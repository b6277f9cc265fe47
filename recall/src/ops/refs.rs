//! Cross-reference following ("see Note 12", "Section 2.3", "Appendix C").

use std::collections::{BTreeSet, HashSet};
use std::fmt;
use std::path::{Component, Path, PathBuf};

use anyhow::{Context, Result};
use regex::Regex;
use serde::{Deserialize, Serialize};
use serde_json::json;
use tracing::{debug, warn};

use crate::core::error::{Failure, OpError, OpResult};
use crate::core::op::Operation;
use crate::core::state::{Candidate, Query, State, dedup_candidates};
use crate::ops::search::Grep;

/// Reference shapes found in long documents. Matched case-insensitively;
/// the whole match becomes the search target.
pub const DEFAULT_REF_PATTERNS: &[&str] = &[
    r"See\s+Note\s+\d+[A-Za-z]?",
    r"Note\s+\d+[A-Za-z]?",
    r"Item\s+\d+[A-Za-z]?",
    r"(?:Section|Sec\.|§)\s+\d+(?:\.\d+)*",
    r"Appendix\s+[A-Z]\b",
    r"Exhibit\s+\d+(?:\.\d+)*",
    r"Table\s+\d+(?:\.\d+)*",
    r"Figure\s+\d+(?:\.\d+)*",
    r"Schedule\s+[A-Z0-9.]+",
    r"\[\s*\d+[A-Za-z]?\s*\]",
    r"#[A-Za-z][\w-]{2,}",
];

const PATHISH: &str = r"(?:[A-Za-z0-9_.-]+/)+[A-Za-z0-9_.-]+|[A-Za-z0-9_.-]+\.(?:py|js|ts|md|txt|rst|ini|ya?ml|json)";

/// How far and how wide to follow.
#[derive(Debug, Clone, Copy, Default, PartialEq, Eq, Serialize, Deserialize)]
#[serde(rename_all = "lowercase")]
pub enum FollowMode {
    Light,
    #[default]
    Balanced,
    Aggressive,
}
----
DESCRIPTION OF THE TASK: Show the lines above with "Deserialize".

EXERCISE OUTPUT:
use serde::{Deserialize, Serialize};
#[derive(Debug, Clone, Copy, Default, PartialEq, Eq, Serialize, Deserialize)]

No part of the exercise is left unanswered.